In the Pink, Grayly The room this time is more to my liking: informed by at least a tertiary knowledge of feng-shui, stone and fire elements in their proper corners, water taking the form of a perfumed vapor that dissipates as quickly as a cetacean plume over the slightly glowing diffuser. The last room did not cater to as calming an effect. I was forced to sit in a white leather sofa not of my choosing and the embroidered throws were garishly turquoise with gossamer threads that resembled ill-spun spider webs. It was an office in the Del Mar hinterlands, and so much of my recovery was spent there; horse stables, coastal aloe, Spanish tile roofs. We were not in Del Mar proper for we did not belong there. We were relegated to the exurban corners, this the white leather office, also La Casa Palmera with its near institutional bent. We did not belong in the city proper with its charming avenues and Gallic flourishes, streets named after Parisian rues; no, we did not belong there. We were untidy by virtue of our diagnoses, intergalactic trespassers if you consider the workings of the synapses something cosmic. We were ill. I am ill.
This office, I repeat, is more to my liking and how eerily prescient that it sits next door to Amethyst, which will be my future home when the core is breached and when my life comes to an end. I shouldn’t say ‘home’. I will have none. I will have no home when my diagnoses become me, or at least have me interpreted as such; in sickness and in health, it will all become a lie.
Erik sits across from me and he is appropriately sympathetic. We are on new pills—we have to be. We are ill. The last doctor miscalculated me—I am if nothing an exception to most rules—and she took away my manic tendencies in exchange for a soul-crushing flatness that threatened my continuation on this terrestrial plane. I have lost God’s address and am mortal again, mortal in both senses of the word, for I tarry with thoughts of terminus, of travelling to the next station, which isn’t the depot where I currently reside, the one where I wallow with my ever-present elixirs and erstwhile cigarettes, where I smoke every last Parliament down to its end as metaphor for the greater extinguishing.
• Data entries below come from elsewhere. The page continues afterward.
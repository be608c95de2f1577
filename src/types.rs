//! Core data model shared by the monitor, the format adapters and the derivation engine.

use std::collections::BTreeMap;
use std::fmt;
use std::path::{Path, PathBuf};
use std::str::FromStr;

use chrono::{DateTime, Utc};
use serde::{Deserialize, Serialize};

use crate::error::{HarvestError, HarvestResult};

/// Format-independent identifier for a measured or derived quantity.
///
/// The numeric ids are part of the wire format and are never reused for a different meaning.
#[derive(Debug, Clone, Copy, PartialEq, Eq, PartialOrd, Ord, Hash, Serialize, Deserialize)]
#[serde(try_from = "u32", into = "u32")]
pub enum CanonicalColumn {
    SampleNumber,
    TestTime,
    Volts,
    Amps,
    EnergyCapacity,
    ChargeCapacity,
    Temperature,
    StepTime,
    CycleNumber,
    StepNumber,
    Power,
}

impl CanonicalColumn {
    /// Every known column, in id order.
    pub const ALL: [CanonicalColumn; 11] = [
        Self::SampleNumber,
        Self::TestTime,
        Self::Volts,
        Self::Amps,
        Self::EnergyCapacity,
        Self::ChargeCapacity,
        Self::Temperature,
        Self::StepTime,
        Self::CycleNumber,
        Self::StepNumber,
        Self::Power,
    ];

    pub fn id(self) -> u32 {
        match self {
            Self::SampleNumber => 0,
            Self::TestTime => 1,
            Self::Volts => 2,
            Self::Amps => 3,
            Self::EnergyCapacity => 4,
            Self::ChargeCapacity => 5,
            Self::Temperature => 6,
            Self::StepTime => 7,
            Self::CycleNumber => 8,
            Self::StepNumber => 9,
            Self::Power => 10,
        }
    }

    pub fn from_id(id: u32) -> Option<Self> {
        Self::ALL.into_iter().find(|c| c.id() == id)
    }

    /// Semantic name used in logs and metadata.
    pub fn name(self) -> &'static str {
        match self {
            Self::SampleNumber => "sample_no",
            Self::TestTime => "test_time",
            Self::Volts => "volts",
            Self::Amps => "amps",
            Self::EnergyCapacity => "energy_capacity",
            Self::ChargeCapacity => "charge_capacity",
            Self::Temperature => "temperature",
            Self::StepTime => "step_time",
            Self::CycleNumber => "cycle_number",
            Self::StepNumber => "step_number",
            Self::Power => "power",
        }
    }

    /// Unit symbol; empty for dimensionless counters.
    pub fn unit(self) -> &'static str {
        match self {
            Self::TestTime | Self::StepTime => "s",
            Self::Volts => "V",
            Self::Amps => "A",
            Self::EnergyCapacity => "Wh",
            Self::ChargeCapacity => "Ah",
            Self::Temperature => "degC",
            Self::Power => "W",
            Self::SampleNumber | Self::CycleNumber | Self::StepNumber => "",
        }
    }
}

impl fmt::Display for CanonicalColumn {
    fn fmt(&self, f: &mut fmt::Formatter<'_>) -> fmt::Result {
        write!(f, "{}({})", self.name(), self.id())
    }
}

impl From<CanonicalColumn> for u32 {
    fn from(c: CanonicalColumn) -> Self {
        c.id()
    }
}

impl TryFrom<u32> for CanonicalColumn {
    type Error = String;

    fn try_from(id: u32) -> Result<Self, Self::Error> {
        Self::from_id(id).ok_or_else(|| format!("unknown canonical column id {id}"))
    }
}

/// A single value as read from a source file, before it is mapped to a canonical column.
#[derive(Debug, Clone, PartialEq)]
pub enum RawValue {
    /// Missing/empty cell.
    Empty,
    /// Numeric cell.
    Number(f64),
    /// Text cell; may still hold a number (delimited text is read untyped).
    Text(String),
}

impl RawValue {
    /// Interpret the value as a number.
    ///
    /// `row` is the 1-based sample position and is only used for error reporting.
    pub fn as_number(&self, row: usize, column: &str) -> HarvestResult<Option<f64>> {
        match self {
            Self::Empty => Ok(None),
            Self::Number(v) => Ok(Some(*v)),
            Self::Text(s) => {
                let trimmed = s.trim();
                if trimmed.is_empty() {
                    return Ok(None);
                }
                trimmed
                    .parse::<f64>()
                    .map(Some)
                    .map_err(|e| HarvestError::ParseError {
                        row,
                        column: column.to_owned(),
                        raw: s.clone(),
                        message: e.to_string(),
                    })
            }
        }
    }
}

/// One source row keyed by native column name.
pub type NativeRow = BTreeMap<String, RawValue>;

/// One source row keyed by canonical column, values already numeric.
pub type CanonicalValues = BTreeMap<CanonicalColumn, Option<f64>>;

/// The unit of output: one `(sample, column)` pair of a dataset, in long layout.
#[derive(Debug, Clone, PartialEq, Serialize, Deserialize)]
pub struct CanonicalRow {
    pub dataset_id: u64,
    pub row_index: u64,
    pub column: CanonicalColumn,
    /// `None` is written as the `\N` sentinel, never by omitting the row.
    pub value: Option<f64>,
}

/// Lifecycle state of an observed file.
#[derive(Debug, Clone, Copy, PartialEq, Eq, Hash, Serialize, Deserialize)]
#[serde(rename_all = "SCREAMING_SNAKE_CASE")]
pub enum FileState {
    Unstable,
    /// Reserved for an explicit "known still writing" signal; nothing produces it yet.
    Growing,
    Stable,
    Importing,
    Imported,
    ImportFailed,
    RetryImport,
}

impl FileState {
    pub fn as_str(self) -> &'static str {
        match self {
            Self::Unstable => "UNSTABLE",
            Self::Growing => "GROWING",
            Self::Stable => "STABLE",
            Self::Importing => "IMPORTING",
            Self::Imported => "IMPORTED",
            Self::ImportFailed => "IMPORT_FAILED",
            Self::RetryImport => "RETRY_IMPORT",
        }
    }

    /// Whether the monitor still re-examines files in this state on every poll.
    pub fn is_polled(self) -> bool {
        matches!(self, Self::Unstable | Self::RetryImport)
    }

    /// Whether an import may start from this state.
    pub fn is_importable(self) -> bool {
        matches!(self, Self::Stable | Self::RetryImport)
    }

    /// Edges of the lifecycle graph.
    ///
    /// `IMPORTED`/`IMPORT_FAILED` → `RETRY_IMPORT` is the operator override; `RETRY_IMPORT` →
    /// `UNSTABLE` happens when a file queued for retry changes on disk.
    pub fn can_transition_to(self, next: FileState) -> bool {
        use FileState::*;
        matches!(
            (self, next),
            (Unstable, Unstable)
                | (Unstable, Stable)
                | (Stable, Importing)
                | (RetryImport, Importing)
                | (RetryImport, Unstable)
                | (Importing, Imported)
                | (Importing, ImportFailed)
                | (Imported, RetryImport)
                | (ImportFailed, RetryImport)
        )
    }
}

impl fmt::Display for FileState {
    fn fmt(&self, f: &mut fmt::Formatter<'_>) -> fmt::Result {
        f.write_str(self.as_str())
    }
}

impl FromStr for FileState {
    type Err = String;

    /// Accepts both `RETRY_IMPORT` and the space-separated `RETRY IMPORT` stored by older schemas.
    fn from_str(s: &str) -> Result<Self, Self::Err> {
        match s.trim().to_ascii_uppercase().replace(' ', "_").as_str() {
            "UNSTABLE" => Ok(Self::Unstable),
            "GROWING" => Ok(Self::Growing),
            "STABLE" => Ok(Self::Stable),
            "IMPORTING" => Ok(Self::Importing),
            "IMPORTED" => Ok(Self::Imported),
            "IMPORT_FAILED" => Ok(Self::ImportFailed),
            "RETRY_IMPORT" => Ok(Self::RetryImport),
            other => Err(format!("unknown file state '{other}'")),
        }
    }
}

fn default_stable_time_secs() -> u64 {
    60
}

/// A directory a harvester watches.
#[derive(Debug, Clone, PartialEq, Eq, Serialize, Deserialize)]
pub struct MonitoredPath {
    pub id: u64,
    /// Identity of the harvester that owns this path (its machine id).
    pub harvester: String,
    pub path: PathBuf,
    /// Seconds a file's size must stay unchanged before it is considered stable.
    #[serde(default = "default_stable_time_secs")]
    pub stable_time_secs: u64,
}

impl MonitoredPath {
    pub fn new(id: u64, harvester: impl Into<String>, path: impl Into<PathBuf>) -> Self {
        Self {
            id,
            harvester: harvester.into(),
            path: path.into(),
            stable_time_secs: default_stable_time_secs(),
        }
    }

    pub fn with_stable_time_secs(mut self, secs: u64) -> Self {
        self.stable_time_secs = secs;
        self
    }

    pub fn stable_time(&self) -> chrono::Duration {
        chrono::Duration::seconds(self.stable_time_secs as i64)
    }
}

/// Identity of an observed file: the monitored path plus the path relative to it.
#[derive(Debug, Clone, PartialEq, Eq, PartialOrd, Ord, Hash, Serialize, Deserialize)]
pub struct ObservedFileKey {
    pub monitored_path_id: u64,
    /// `/`-separated path relative to the monitored directory.
    pub relative_path: String,
}

impl ObservedFileKey {
    pub fn new(monitored_path_id: u64, relative_path: impl Into<String>) -> Self {
        Self {
            monitored_path_id,
            relative_path: relative_path.into(),
        }
    }

    /// Absolute location of the file under `root`.
    pub fn resolve(&self, root: &Path) -> PathBuf {
        self.relative_path
            .split('/')
            .fold(root.to_path_buf(), |acc, part| acc.join(part))
    }
}

/// Persisted record of one file ever seen under a monitored path.
#[derive(Debug, Clone, PartialEq, Serialize, Deserialize)]
pub struct ObservedFile {
    pub key: ObservedFileKey,
    pub last_observed_size: u64,
    /// Anchor of the stability clock; only moved when something about the file changed.
    pub last_observed_time: DateTime<Utc>,
    /// When the current size was first seen. Bounds how long an open handle may defer stability.
    pub size_changed_at: DateTime<Utc>,
    pub state: FileState,
    /// Text of the last import failure, kept so failed files stay inspectable.
    pub last_error: Option<String>,
}

impl ObservedFile {
    pub fn new(key: ObservedFileKey, size: u64, now: DateTime<Utc>) -> Self {
        Self {
            key,
            last_observed_size: size,
            last_observed_time: now,
            size_changed_at: now,
            state: FileState::Unstable,
            last_error: None,
        }
    }
}

#[cfg(test)]
mod tests {
    use super::*;

    #[test]
    fn canonical_ids_are_unique_and_round_trip() {
        for c in CanonicalColumn::ALL {
            assert_eq!(CanonicalColumn::from_id(c.id()), Some(c));
        }
        assert_eq!(CanonicalColumn::from_id(99), None);
        assert_eq!(CanonicalColumn::Amps.id(), 3);
        assert_eq!(CanonicalColumn::ChargeCapacity.id(), 5);
    }

    #[test]
    fn file_state_parses_legacy_spaced_names() {
        assert_eq!("RETRY IMPORT".parse::<FileState>().unwrap(), FileState::RetryImport);
        assert_eq!("import_failed".parse::<FileState>().unwrap(), FileState::ImportFailed);
        assert!("DONE".parse::<FileState>().is_err());
    }

    #[test]
    fn lifecycle_only_moves_forward() {
        assert!(FileState::Unstable.can_transition_to(FileState::Stable));
        assert!(FileState::Importing.can_transition_to(FileState::ImportFailed));
        assert!(FileState::ImportFailed.can_transition_to(FileState::RetryImport));
        assert!(!FileState::Imported.can_transition_to(FileState::Importing));
        assert!(!FileState::Stable.can_transition_to(FileState::Unstable));
        assert!(!FileState::Unstable.can_transition_to(FileState::Importing));
    }

    #[test]
    fn raw_text_is_parsed_on_demand() {
        let v = RawValue::Text(" 2.5 ".to_string());
        assert_eq!(v.as_number(1, "Amps").unwrap(), Some(2.5));
        assert_eq!(RawValue::Empty.as_number(1, "Amps").unwrap(), None);
        let err = RawValue::Text("C".to_string()).as_number(4, "State").unwrap_err();
        assert!(err.to_string().contains("column 'State'"));
    }

    #[test]
    fn key_resolves_nested_relative_paths() {
        let key = ObservedFileKey::new(1, "cell_a/run1.txt");
        assert_eq!(
            key.resolve(Path::new("/data")),
            PathBuf::from("/data").join("cell_a").join("run1.txt")
        );
    }
}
I am not only ill, I am dying, and I’m urging the death-wagons forward. Vraylar, Latuda, vodka when those don’t work. Vodka even if they were to work. I just want to live in some bovine comfort, in bucolic contemplation, but I’m disallowed pasture. Grass is become chaff; I chew a disarmingly irritative cud.
There is a church inside me though, an idyllic white church with steeple and clapboard windows. It is surrounded by pasture whereas I reside in briar. This church is where I keep Jenny.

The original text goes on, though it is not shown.